I do see some of what he advocated in 2016 surfacing among Democratic members of Congress.  The Green New Deal that Representative Alexandria Ocasio-Cortez (D-NY) and Senator Ed Markey (D-MA) proposed sounds a lot like the economic program O'Malley ran for President on.  Point being, when it comes to promoting an environmentally sustainable economy, Ocasio-Cortez, Markey and others are spreading the word.  O'Malley's word.  And I applaud him for letting others take the credit for an idea he championed when it's an idea that must be discussed and debated.  If no one will listen to O'Malley, they'll bloody well listen to Ocasio-Cortez, one of the biggest rising stars in the Democratic Party. 

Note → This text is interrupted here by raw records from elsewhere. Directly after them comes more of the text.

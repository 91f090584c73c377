//! # netres-events
//!
//! Configuration change notifications.
//!
//! A configuration source emits a [`ConfigChangeEvent`] whenever a document
//! keyed by (subject, configuration class) is added, updated or removed, and
//! when a configuration class itself is registered or unregistered.
//!
//! Events carry no document payload. Consumers re-read the current document
//! from the source when they handle the event, so a burst of events for one
//! subject converges on the latest document.

mod error;
mod event;
mod types;

pub use error::EventError;
pub use event::ConfigChangeEvent;
pub use types::*;
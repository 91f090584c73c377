//! Reconciliation primitives.
//!
//! This library provides helpers for bringing a resource registry into
//! agreement with declared configuration. Key concepts:
//!
//! - **Declared state**: the capacity in the latest configuration document.
//! - **Registered state**: the capacity the registry currently holds.
//! - **Convergence**: the process of making registered match declared.
//!
//! # Invariants
//!
//! - Multi-step sequences are never aborted partway; every step is attempted
//! - Registry failures are reported, never rolled back
//! - Agreement between declared and registered capacity is best-effort

use std::time::Duration;

use netres_events::ConfigClass;
use netres_resource::{ContinuousResourceSpec, ReplaceOutcome, ResourceAdmin};
use thiserror::Error;

/// Reconciliation errors.
#[derive(Debug, Error)]
pub enum ReconcileError {
    /// No document exists for the subject at handling time.
    #[error("no {class} configuration for {subject}")]
    MissingConfig { subject: String, class: ConfigClass },

    /// The document exists but does not carry a usable value.
    #[error("invalid {class} configuration for {subject}: {reason}")]
    InvalidConfig {
        subject: String,
        class: ConfigClass,
        reason: String,
    },

    /// The event subject is not the kind this handler reconciles.
    #[error("unexpected subject: {0}")]
    UnexpectedSubject(String),

    /// The event's configuration class is not handled here.
    #[error("unexpected configuration class: {0}")]
    UnexpectedConfigClass(ConfigClass),
}

/// Convergence status for a resource.
#[derive(Debug, Clone, Copy, PartialEq, Eq)]
pub enum ConvergenceStatus {
    /// Registered capacity matches the declared capacity.
    Converged,

    /// Registered capacity differs from the declared capacity.
    Diverged,

    /// Capacity is declared but nothing is registered.
    Missing,

    /// Nothing is declared; the registry holds whatever it was given
    /// elsewhere (e.g. a port-speed default).
    Undeclared,
}

impl ConvergenceStatus {
    /// Compares declared and registered capacity for one key.
    pub fn evaluate(declared: Option<u64>, registered: Option<u64>) -> Self {
        match (declared, registered) {
            (None, _) => Self::Undeclared,
            (Some(_), None) => Self::Missing,
            (Some(d), Some(r)) if d == r => Self::Converged,
            (Some(_), Some(_)) => Self::Diverged,
        }
    }

    /// Returns true if the resource has converged.
    pub fn is_converged(&self) -> bool {
        matches!(self, Self::Converged)
    }
}

/// Brings the registry's capacity at `spec.key` to `spec.capacity`.
///
/// This is the single boundary operation for capacity changes. Unless the
/// registry overrides [`ResourceAdmin::replace_resources`] with an atomic
/// replace, the key is briefly unregistered, and stays so if the register
/// step fails.
pub fn reconcile_capacity<A>(admin: &A, spec: &ContinuousResourceSpec) -> ReplaceOutcome
where
    A: ResourceAdmin + ?Sized,
{
    admin.replace_resources(spec)
}

/// Exponential backoff schedule.
#[derive(Debug, Clone, PartialEq, Eq)]
pub struct Backoff {
    /// Delay before the first retry.
    pub initial: Duration,

    /// Upper bound for any single delay.
    pub max: Duration,

    /// Maximum number of retries after the first attempt.
    pub max_retries: u32,
}

impl Default for Backoff {
    fn default() -> Self {
        Self {
            initial: DEFAULT_RETRY_INITIAL,
            max: DEFAULT_RETRY_MAX_DELAY,
            max_retries: DEFAULT_MAX_RETRIES,
        }
    }
}

impl Backoff {
    /// Delay before retry number `retry` (1-based), or `None` once retries
    /// are exhausted.
    pub fn delay(&self, retry: u32) -> Option<Duration> {
        if retry == 0 || retry > self.max_retries {
            return None;
        }
        let factor = 1u32.checked_shl(retry - 1).unwrap_or(u32::MAX);
        Some(self.initial.saturating_mul(factor).min(self.max))
    }
}

/// What to do when a reconciliation work item fails.
#[derive(Debug, Clone, PartialEq, Eq, Default)]
pub enum FailurePolicy {
    /// Log the failure and discard the work item.
    #[default]
    LogAndDrop,

    /// Re-run the work item on a backoff schedule, then drop it.
    RetryWithBackoff(Backoff),
}

impl FailurePolicy {
    /// Delay before retry number `retry` (1-based), or `None` to drop.
    pub fn retry_delay(&self, retry: u32) -> Option<Duration> {
        match self {
            Self::LogAndDrop => None,
            Self::RetryWithBackoff(backoff) => backoff.delay(retry),
        }
    }
}

/// Default retry limit per work item.
pub const DEFAULT_MAX_RETRIES: u32 = 3;

/// Default delay before the first retry.
pub const DEFAULT_RETRY_INITIAL: Duration = Duration::from_millis(100);

/// Default upper bound on retry delay.
pub const DEFAULT_RETRY_MAX_DELAY: Duration = Duration::from_secs(10);
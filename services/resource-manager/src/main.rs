//! Resource manager entry point.

use std::sync::Arc;

use anyhow::Result;
use netres_netcfg::NetworkConfigStore;
use netres_resource::{InMemoryResourceStore, ResourceAdmin};
use netres_resource_manager::{logging, run_sync_loop, Config, ResourceManager};
use tokio::runtime::Handle;
use tokio::sync::watch;
use tracing::{info, warn};

#[tokio::main]
async fn main() -> Result<()> {
    let config = Config::from_env()?;
    logging::init(&config.log_level)?;

    info!(
        dispatch_workers = config.dispatch_workers,
        failure_policy = ?config.failure_policy,
        network_config = ?config.network_config,
        sync_interval_secs = config.sync_interval_secs,
        "Starting resource manager"
    );

    let (shutdown_tx, shutdown_rx) = watch::channel(false);

    let store = Arc::new(NetworkConfigStore::with_default_classes());
    let registry = Arc::new(InMemoryResourceStore::new());
    let manager = Arc::new(ResourceManager::new(
        Arc::clone(&store),
        Arc::clone(&registry) as Arc<dyn ResourceAdmin>,
        Handle::current(),
        config.dispatch(),
    ));

    let sync_handle = match config.network_config.clone() {
        Some(path) => {
            let interval = config.sync_interval();
            let manager = Arc::clone(&manager);
            let registry = Arc::clone(&registry);
            let shutdown_rx = shutdown_rx.clone();
            Some(tokio::spawn(async move {
                run_sync_loop(&path, interval, manager, registry, shutdown_rx).await
            }))
        }
        None => {
            warn!("NETRES_NETWORK_CONFIG not set, waiting for configuration changes");
            None
        }
    };

    tokio::signal::ctrl_c().await?;
    info!("Received shutdown signal");

    let _ = shutdown_tx.send(true);
    if let Some(handle) = sync_handle {
        let _ = handle.await;
    }
    manager.shutdown().await;

    for spec in registry.snapshot() {
        info!(resource = %spec.key, capacity_bps = spec.capacity, "Registered resource");
    }

    Ok(())
}
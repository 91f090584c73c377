//! # netres-netcfg
//!
//! Network configuration: typed documents, the source/listener contracts
//! consumed by reconciliation, and an in-memory store that emits change
//! events.
//!
//! ## Documents
//!
//! Documents are JSON objects keyed by (subject, configuration class).
//! Typed views ([`BandwidthCapacityConfig`], [`SegmentRoutingAppConfig`])
//! read and rewrite the underlying object and expose an `is_valid` check.
//!
//! ## Network-config files
//!
//! ```json
//! {
//!   "ports": { "of:1/1": { "bandwidthCapacity": { "capacityMbps": 1000 } } },
//!   "apps": { "org.onosproject.segmentrouting": { "segmentrouting": { "vRouterId": "of:1" } } }
//! }
//! ```

mod bandwidth;
mod document;
mod error;
mod loader;
mod segment_routing;
mod source;
mod store;

pub use bandwidth::BandwidthCapacityConfig;
pub use document::NetworkConfig;
pub use error::ConfigError;
pub use loader::{parse_network_config, read_network_config, ConfigEntry};
pub use segment_routing::SegmentRoutingAppConfig;
pub use source::{typed_config, ConfigListener, ConfigSource};
pub use store::{NetworkConfigStore, SyncSummary};
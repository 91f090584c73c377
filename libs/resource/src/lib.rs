//! # netres-resource
//!
//! The continuous resource model and the registry contract consumed by
//! reconciliation.
//!
//! A registry only offers `register` and `unregister`, each answering with a
//! success flag. It has no atomic replace; [`ResourceAdmin::replace_resources`]
//! emulates one with an unregister followed by a register.

mod model;
mod registry;
mod store;

pub use model::{Bandwidth, ContinuousResourceSpec, ResourceKey, ResourceType};
pub use registry::{ReplaceOutcome, ResourceAdmin};
pub use store::InMemoryResourceStore;
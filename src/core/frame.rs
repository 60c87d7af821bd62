//! Row records and the two-column frame that moves through the cleaning and
//! preparation stages.

use crate::core::time_series::{TimeSeries, WINDOW_FORMAT};
use crate::error::{ForecastError, Result};
use chrono::{DateTime, Duration, Utc};
use serde::{Deserialize, Serialize};
use std::collections::BTreeMap;

/// A single cell of a raw record.
#[derive(Debug, Clone, PartialEq, Serialize, Deserialize)]
#[serde(untagged)]
pub enum Field {
    Number(f64),
    Text(String),
}

/// One raw row, keyed by column name.
#[derive(Debug, Clone, Default, PartialEq, Serialize, Deserialize)]
#[serde(transparent)]
pub struct RawRecord {
    fields: BTreeMap<String, Field>,
}

impl RawRecord {
    pub fn new() -> Self {
        Self::default()
    }

    /// Builder-style insert of a text cell.
    pub fn with_text(mut self, column: impl Into<String>, value: impl Into<String>) -> Self {
        self.fields.insert(column.into(), Field::Text(value.into()));
        self
    }

    /// Builder-style insert of a numeric cell.
    pub fn with_number(mut self, column: impl Into<String>, value: f64) -> Self {
        self.fields.insert(column.into(), Field::Number(value));
        self
    }

    pub fn get(&self, column: &str) -> Option<&Field> {
        self.fields.get(column)
    }

    pub fn text(&self, column: &str) -> Option<&str> {
        match self.fields.get(column) {
            Some(Field::Text(s)) => Some(s.as_str()),
            _ => None,
        }
    }

    pub fn number(&self, column: &str) -> Option<f64> {
        match self.fields.get(column) {
            Some(Field::Number(v)) => Some(*v),
            _ => None,
        }
    }

    pub fn columns(&self) -> impl Iterator<Item = &str> {
        self.fields.keys().map(|k| k.as_str())
    }
}

/// The time column of a frame, before or after datetime conversion.
#[derive(Debug, Clone, PartialEq)]
pub enum TimeColumn {
    Text(Vec<String>),
    Parsed(Vec<DateTime<Utc>>),
}

impl TimeColumn {
    pub fn len(&self) -> usize {
        match self {
            TimeColumn::Text(v) => v.len(),
            TimeColumn::Parsed(v) => v.len(),
        }
    }

    pub fn is_empty(&self) -> bool {
        self.len() == 0
    }
}

/// A time column plus one numeric value column.
///
/// `indexed` mirrors whether the time column has been promoted to the index;
/// `frequency` is only set once a fixed interval has been imposed, and
/// `lambda` records the power transform applied to the values, if any.
#[derive(Debug, Clone, PartialEq)]
pub struct Frame {
    pub(crate) time_name: String,
    pub(crate) value_name: String,
    pub(crate) time: TimeColumn,
    pub(crate) values: Vec<f64>,
    pub(crate) indexed: bool,
    pub(crate) frequency: Option<Duration>,
    pub(crate) lambda: Option<f64>,
}

impl Frame {
    /// Build a frame with textual timestamps.
    pub fn from_text(
        time_name: impl Into<String>,
        value_name: impl Into<String>,
        timestamps: Vec<String>,
        values: Vec<f64>,
    ) -> Result<Self> {
        Self::build(time_name, value_name, TimeColumn::Text(timestamps), values)
    }

    /// Build a frame with already-parsed timestamps (not yet indexed).
    pub fn from_parsed(
        time_name: impl Into<String>,
        value_name: impl Into<String>,
        timestamps: Vec<DateTime<Utc>>,
        values: Vec<f64>,
    ) -> Result<Self> {
        Self::build(time_name, value_name, TimeColumn::Parsed(timestamps), values)
    }

    fn build(
        time_name: impl Into<String>,
        value_name: impl Into<String>,
        time: TimeColumn,
        values: Vec<f64>,
    ) -> Result<Self> {
        if time.len() != values.len() {
            return Err(ForecastError::DimensionMismatch {
                expected: time.len(),
                got: values.len(),
            });
        }
        Ok(Self {
            time_name: time_name.into(),
            value_name: value_name.into(),
            time,
            values,
            indexed: false,
            frequency: None,
            lambda: None,
        })
    }

    /// Project raw rows onto a (timestamp text, value) frame.
    pub fn from_records(records: &[RawRecord], time_column: &str, value_column: &str) -> Result<Self> {
        let mut timestamps = Vec::with_capacity(records.len());
        let mut values = Vec::with_capacity(records.len());

        for record in records {
            let ts = record
                .text(time_column)
                .ok_or_else(|| ForecastError::Schema(time_column.to_string()))?;
            let value = record
                .number(value_column)
                .ok_or_else(|| ForecastError::Schema(value_column.to_string()))?;
            timestamps.push(ts.to_string());
            values.push(value);
        }

        Self::from_text(time_column, value_column, timestamps, values)
    }

    pub fn len(&self) -> usize {
        self.values.len()
    }

    pub fn is_empty(&self) -> bool {
        self.values.is_empty()
    }

    pub fn time_name(&self) -> &str {
        &self.time_name
    }

    pub fn value_name(&self) -> &str {
        &self.value_name
    }

    pub fn time(&self) -> &TimeColumn {
        &self.time
    }

    pub fn values(&self) -> &[f64] {
        &self.values
    }

    pub fn is_indexed(&self) -> bool {
        self.indexed
    }

    pub fn frequency(&self) -> Option<Duration> {
        self.frequency
    }

    /// Lambda of the power transform applied to the values, if any.
    pub fn lambda(&self) -> Option<f64> {
        self.lambda
    }

    /// Parsed timestamps, if datetime conversion has happened.
    pub fn parsed_timestamps(&self) -> Option<&[DateTime<Utc>]> {
        match &self.time {
            TimeColumn::Parsed(ts) => Some(ts),
            TimeColumn::Text(_) => None,
        }
    }

    /// Raw timestamp strings, if datetime conversion has not happened yet.
    pub fn text_timestamps(&self) -> Option<&[String]> {
        match &self.time {
            TimeColumn::Text(ts) => Some(ts),
            TimeColumn::Parsed(_) => None,
        }
    }

    /// Timestamps rendered as strings, whatever their current representation.
    pub fn timestamp_labels(&self) -> Vec<String> {
        match &self.time {
            TimeColumn::Text(ts) => ts.clone(),
            TimeColumn::Parsed(ts) => ts
                .iter()
                .map(|t| t.format(WINDOW_FORMAT).to_string())
                .collect(),
        }
    }

    /// Timestamps of a frame whose time column is the temporal index.
    pub(crate) fn temporal_index(&self) -> Result<&[DateTime<Utc>]> {
        match (&self.time, self.indexed) {
            (TimeColumn::Parsed(ts), true) => Ok(ts),
            _ => Err(ForecastError::NotTemporalIndex),
        }
    }

    /// Convert a regularized frame into a [`TimeSeries`].
    ///
    /// Requires a temporal index, a declared frequency and no missing values.
    pub fn into_time_series(self) -> Result<TimeSeries> {
        let frequency = self.frequency.ok_or(ForecastError::MissingFrequency)?;
        self.temporal_index()?;
        if self.values.iter().any(|v| !v.is_finite()) {
            return Err(ForecastError::MissingValues);
        }
        let timestamps = match self.time {
            TimeColumn::Parsed(ts) => ts,
            TimeColumn::Text(_) => return Err(ForecastError::NotTemporalIndex),
        };
        let mut series = TimeSeries::regular(timestamps, self.values, frequency)?;
        series.set_name(self.value_name);
        Ok(series)
    }
}

#[cfg(test)]
mod tests {
    use super::*;
    use chrono::TimeZone;

    fn dates_record(ts: &str, value: f64) -> RawRecord {
        RawRecord::new()
            .with_text("Dates", ts)
            .with_number("Emissions", value)
    }

    #[test]
    fn from_records_projects_columns() {
        let records = vec![
            dates_record("2020-01-01 21:00", 1500.0),
            dates_record("2020-01-01 22:00", 1512.0),
        ];
        let frame = Frame::from_records(&records, "Dates", "Emissions").unwrap();

        assert_eq!(frame.len(), 2);
        assert_eq!(frame.time_name(), "Dates");
        assert_eq!(frame.value_name(), "Emissions");
        assert_eq!(
            frame.text_timestamps().unwrap(),
            &["2020-01-01 21:00".to_string(), "2020-01-01 22:00".to_string()]
        );
        assert_eq!(frame.values(), &[1500.0, 1512.0]);
        assert!(!frame.is_indexed());
    }

    #[test]
    fn from_records_reports_missing_column() {
        let records = vec![RawRecord::new().with_number("Emissions", 1.0)];
        assert_eq!(
            Frame::from_records(&records, "Dates", "Emissions"),
            Err(ForecastError::Schema("Dates".to_string()))
        );

        let records = vec![RawRecord::new().with_text("Dates", "2020-01-01 21:00")];
        assert_eq!(
            Frame::from_records(&records, "Dates", "Emissions"),
            Err(ForecastError::Schema("Emissions".to_string()))
        );
    }

    #[test]
    fn raw_record_deserializes_mixed_fields() {
        let record: RawRecord =
            serde_json::from_str(r#"{"ts": "2020-01-01 2A:00", "car": 1200.5}"#).unwrap();
        assert_eq!(record.text("ts"), Some("2020-01-01 2A:00"));
        assert_eq!(record.number("car"), Some(1200.5));
        assert_eq!(record.number("ts"), None);
        assert_eq!(record.columns().collect::<Vec<_>>(), vec!["car", "ts"]);
    }

    #[test]
    fn into_time_series_requires_regularized_frame() {
        let base = Utc.with_ymd_and_hms(2020, 1, 1, 0, 0, 0).unwrap();
        let timestamps: Vec<_> = (0..3).map(|i| base + Duration::hours(i)).collect();
        let frame = Frame::from_parsed("Dates", "Emissions", timestamps, vec![1.0, 2.0, 3.0]).unwrap();

        assert_eq!(
            frame.clone().into_time_series(),
            Err(ForecastError::MissingFrequency)
        );

        let mut indexed = frame.clone();
        indexed.frequency = Some(Duration::hours(1));
        assert_eq!(
            indexed.clone().into_time_series(),
            Err(ForecastError::NotTemporalIndex)
        );

        indexed.indexed = true;
        let series = indexed.into_time_series().unwrap();
        assert_eq!(series.len(), 3);
        assert_eq!(series.name(), Some("Emissions"));
        assert_eq!(series.frequency(), Some(Duration::hours(1)));
    }

    #[test]
    fn length_mismatch_rejected() {
        let result = Frame::from_text("Dates", "Emissions", vec!["a".to_string()], vec![]);
        assert!(matches!(
            result,
            Err(ForecastError::DimensionMismatch { expected: 1, got: 0 })
        ));
    }
}
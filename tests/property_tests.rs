//! Property-based tests for preparation and model search.
//!
//! These tests verify invariants that should hold for all valid inputs,
//! using randomly generated series.

use chrono::{DateTime, Duration, TimeZone, Utc};
use emissions_forecast::core::{Frame, TimeSeries};
use emissions_forecast::models::{ModelCandidate, SARIMA};
use emissions_forecast::pipeline::{Interpolation, SetFrequency, SortByIndex, Stage};
use emissions_forecast::selection::grid_search::score_candidate;
use emissions_forecast::selection::{ArimaGridSearch, GridSearch};
use emissions_forecast::transform::{inverse_transform, transform};
use proptest::prelude::*;

fn base() -> DateTime<Utc> {
    Utc.with_ymd_and_hms(2020, 1, 1, 0, 0, 0).unwrap()
}

fn make_ts(values: &[f64]) -> TimeSeries {
    let timestamps = (0..values.len())
        .map(|i| base() + Duration::hours(i as i64))
        .collect();
    TimeSeries::regular(timestamps, values.to_vec(), Duration::hours(1)).unwrap()
}

/// Strictly positive values, as produced by the emissions aggregation.
fn positive_values_strategy(min_len: usize, max_len: usize) -> impl Strategy<Value = Vec<f64>> {
    prop::collection::vec(0.01..5000.0_f64, min_len..max_len)
}

/// Sorted, distinct 10-minute ticks with random gaps, always starting at tick 0.
fn sparse_ticks_strategy() -> impl Strategy<Value = Vec<(i64, f64)>> {
    (
        1.0..100.0_f64,
        prop::collection::btree_map(1..120_i64, 1.0..100.0_f64, 1..40),
    )
        .prop_map(|(first, rest)| {
            let mut ticks = vec![(0, first)];
            ticks.extend(rest);
            ticks
        })
}

/// Level plus a mild trend and bounded noise.
fn noisy_series_strategy() -> impl Strategy<Value = Vec<f64>> {
    (10.0..100.0_f64, -0.5..0.5_f64, prop::collection::vec(-1.0..1.0_f64, 36))
        .prop_map(|(level, slope, noise)| {
            noise
                .iter()
                .enumerate()
                .map(|(i, e)| level + slope * i as f64 + e)
                .collect()
        })
}

proptest! {
    #[test]
    fn power_transform_round_trips(values in positive_values_strategy(2, 200)) {
        let result = transform(&values).unwrap();
        let recovered = inverse_transform(&result.data, result.lambda);

        prop_assert_eq!(recovered.len(), values.len());
        for (r, v) in recovered.iter().zip(&values) {
            prop_assert!((r - v).abs() <= 1e-6 * v.abs().max(1.0), "{} != {}", r, v);
        }
    }

    #[test]
    fn sorting_a_sorted_index_changes_nothing(ticks in sparse_ticks_strategy()) {
        let timestamps = ticks.iter().map(|(k, _)| base() + Duration::minutes(10 * k)).collect();
        let values = ticks.iter().map(|(_, v)| *v).collect();
        let frame = Frame::from_parsed("Dates", "Emissions", timestamps, values).unwrap();

        let sorted = SortByIndex::new("Dates").apply(frame).unwrap();
        let regular = SetFrequency::new(Duration::minutes(10)).apply(sorted).unwrap();
        let regular = Interpolation::new().apply(regular).unwrap();

        let again = SortByIndex::new("Dates").apply(regular.clone()).unwrap();
        prop_assert_eq!(again, regular);
    }

    #[test]
    fn regularized_index_is_complete(ticks in sparse_ticks_strategy()) {
        let mut shuffled = ticks.clone();
        shuffled.reverse();
        let timestamps = shuffled.iter().map(|(k, _)| base() + Duration::minutes(10 * k)).collect();
        let values = shuffled.iter().map(|(_, v)| *v).collect();
        let frame = Frame::from_parsed("Dates", "Emissions", timestamps, values).unwrap();

        let frame = SortByIndex::new("Dates").apply(frame).unwrap();
        let frame = SetFrequency::new(Duration::minutes(10)).apply(frame).unwrap();
        let frame = Interpolation::new().apply(frame).unwrap();

        let last_tick = ticks.iter().map(|(k, _)| *k).max().unwrap_or(0);
        prop_assert_eq!(frame.len() as i64, last_tick + 1);
        prop_assert!(frame.values().iter().all(|v| v.is_finite()));

        let index = frame.parsed_timestamps().unwrap();
        prop_assert!(index.windows(2).all(|w| w[1] - w[0] == Duration::minutes(10)));
        prop_assert!(frame.into_time_series().is_ok());
    }
}

proptest! {
    #![proptest_config(ProptestConfig::with_cases(4))]

    #[test]
    fn grid_search_returns_the_minimum(values in noisy_series_strategy()) {
        let train = make_ts(&values[..30]);
        let test = TimeSeries::regular(
            (30..36).map(|i| base() + Duration::hours(i)).collect(),
            values[30..].to_vec(),
            Duration::hours(1),
        )
        .unwrap();

        let search = ArimaGridSearch::new(2, 2).with_parallel(false);
        let best = search.grid_search(&train, &test).unwrap();

        for spec in search.combinations() {
            let mut candidate: ModelCandidate = SARIMA::from_spec(spec).into();
            if let Ok(mae) = score_candidate(&mut candidate, &train, &test) {
                prop_assert!(best.mae <= mae, "{} beat the winner: {} < {}", spec, mae, best.mae);
            }
        }
    }
}
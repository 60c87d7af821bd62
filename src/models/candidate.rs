//! Closed set of model families the selector can hand back.

use crate::core::{Forecast, TimeSeries};
use crate::error::Result;
use crate::models::arima::SARIMA;
use crate::models::prophet::Prophet;
use crate::models::{Forecaster, ModelInfo};

/// A configured model from one of the searchable families.
#[derive(Debug, Clone)]
pub enum ModelCandidate {
    Sarima(SARIMA),
    Prophet(Prophet),
}

impl ModelCandidate {
    fn inner(&self) -> &dyn Forecaster {
        match self {
            ModelCandidate::Sarima(model) => model,
            ModelCandidate::Prophet(model) => model,
        }
    }

    fn inner_mut(&mut self) -> &mut dyn Forecaster {
        match self {
            ModelCandidate::Sarima(model) => model,
            ModelCandidate::Prophet(model) => model,
        }
    }
}

impl From<SARIMA> for ModelCandidate {
    fn from(model: SARIMA) -> Self {
        ModelCandidate::Sarima(model)
    }
}

impl From<Prophet> for ModelCandidate {
    fn from(model: Prophet) -> Self {
        ModelCandidate::Prophet(model)
    }
}

impl Forecaster for ModelCandidate {
    fn fit(&mut self, series: &TimeSeries) -> Result<()> {
        self.inner_mut().fit(series)
    }

    fn predict(&self, horizon: usize) -> Result<Forecast> {
        self.inner().predict(horizon)
    }

    fn predict_with_intervals(&self, horizon: usize, level: f64) -> Result<Forecast> {
        self.inner().predict_with_intervals(horizon, level)
    }

    fn info(&self) -> ModelInfo {
        self.inner().info()
    }

    fn fitted_values(&self) -> Option<&[f64]> {
        self.inner().fitted_values()
    }

    fn residuals(&self) -> Option<&[f64]> {
        self.inner().residuals()
    }

    fn name(&self) -> &str {
        self.inner().name()
    }
}
//! Parsing of the hourly/10-minute generation-mix feed.

use crate::error::{ForecastError, Result};
use serde::{Deserialize, Serialize};
use std::collections::BTreeMap;

const FEED_PREFIX: &str = "null({\"valoresHorariosGeneracion\":";
const FEED_SUFFIX: &str = "});";

/// One observation of the generation mix.
///
/// `ts` is kept verbatim: it may carry the `2A`/`2B` daylight-saving markers,
/// which only exist in the textual form.
#[derive(Debug, Clone, PartialEq, Serialize, Deserialize)]
pub struct RawObservation {
    pub ts: String,
    #[serde(flatten)]
    pub sources: BTreeMap<String, f64>,
}

impl RawObservation {
    pub fn new(ts: impl Into<String>) -> Self {
        Self {
            ts: ts.into(),
            sources: BTreeMap::new(),
        }
    }

    /// Builder-style insert of a source magnitude.
    pub fn with_source(mut self, code: impl Into<String>, magnitude: f64) -> Self {
        self.sources.insert(code.into(), magnitude);
        self
    }

    /// Generation magnitude for an energy-source code.
    pub fn source(&self, code: &str) -> Option<f64> {
        self.sources.get(code).copied()
    }
}

/// Parse a feed payload into observations.
///
/// The payload is either a bare JSON array or the array wrapped as
/// `null({"valoresHorariosGeneracion":[...]});`.
pub fn parse_generation_feed(payload: &str) -> Result<Vec<RawObservation>> {
    let body = strip_wrapper(payload.trim());
    serde_json::from_str(body).map_err(|e| ForecastError::Parse(format!("generation feed: {e}")))
}

fn strip_wrapper(payload: &str) -> &str {
    let body = payload.strip_prefix(FEED_PREFIX).unwrap_or(payload);
    body.strip_suffix(FEED_SUFFIX).unwrap_or(body).trim()
}

#[cfg(test)]
mod tests {
    use super::*;

    #[test]
    fn parses_wrapped_payload() {
        let payload = r#"null({"valoresHorariosGeneracion":[
            {"ts":"2020-08-29 21:00","dem":26342,"gf":0,"car":437,"cc":4849},
            {"ts":"2020-08-29 21:10","dem":27102,"gf":0,"car":442,"cc":4628}
        ]});"#;

        let observations = parse_generation_feed(payload).unwrap();
        assert_eq!(observations.len(), 2);
        assert_eq!(observations[0].ts, "2020-08-29 21:00");
        assert_eq!(observations[0].source("car"), Some(437.0));
        assert_eq!(observations[1].source("cc"), Some(4628.0));
        assert_eq!(observations[1].source("sol"), None);
    }

    #[test]
    fn parses_bare_array() {
        let observations =
            parse_generation_feed(r#"[{"ts":"2020-10-25 2B:00","car":10.5}]"#).unwrap();
        assert_eq!(observations[0].ts, "2020-10-25 2B:00");
        assert_eq!(observations[0].source("car"), Some(10.5));
    }

    #[test]
    fn rejects_malformed_payload() {
        let result = parse_generation_feed("<html>service unavailable</html>");
        assert!(matches!(result, Err(ForecastError::Parse(_))));

        let result = parse_generation_feed(r#"[{"car": 1.0}]"#);
        assert!(matches!(result, Err(ForecastError::Parse(_))));
    }
}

But what if no one is listening to your ideas because no one is advocating them?  Just as the only thing worse than being talked about is not being talked about, the only thing worse than an idea that gets mentioned and rejected without discussion is an idea that doesn't get brought up at all, and that's where O'Malley's all-payer health care proposal from 2016 comes in.  I mentioned this plan before; it's a system that sets hospital fees to a global standard by having all third parties pay the same for services, which can increase the power of insurance companies to lower health care costs.  While other countries have used this system successfully, Maryland is the only U.S. state that uses it.  Unfortunately, because it's only used in Maryland, no one running for President - okay, except maybe O'Malley's fellow Marylander and fellow Irish homey John Delaney - is talking about it.  Democratic presidential candidates either champion Medicare for all - which may not work all that well - or tweaking the Affordable Care Act, although I don't know how you tweak a tweak.  All-payer sounds like a good step toward a real single-payer plan, yet there's no one out there to advocate for it. There wasn't even anyone to advocate for it in 2016; O'Malley tried to, but when he attempted  to  bring it up in a CBS Democratic presidential primary debate, moderator John Dickerson cut him off and went to a commercial break; when the commercial break was over, Dickerson moved on to another issue, and O'Malley didn't get much of a chance to bring it up in the two debates that followed before he withdrew as a presidential candidate. 
O'Malley's decision not to run for President in 2020 for what were likely trivial reasons involving his lack of pizzazz and his lack of melanin or a pair of X chromosomes still sticks in my craw, and his voice is sorely missed.  Well, I miss it.  O'Malley has become like Marley's ghost, witnessing debates he can't take part in but might have taken part in, had he chosen to walk among the likes of Kamala Harris and Cory Booker.  But maybe, just maybe, Beto O'Rourke - whom O'Malley has been encouraging to run for President - might be the antidote to those of us suffering from O'Malley withdrawal.  At a rally in his hometown of El Paso in which he corrected Donald Trump's lies about immigration and border security - lies Trump told at his own rally in El Paso that same night - O'Rourke came out as a passionate man of conviction who wants to do right by those who come to this country, and that's precisely the reason O'Malley wants him to run. Stay tuned.  Despite my doubts, Beto may be the one after all.
But if Beto doesn't run for President, I would hope that O'Malley reconsiders and reverses his decision.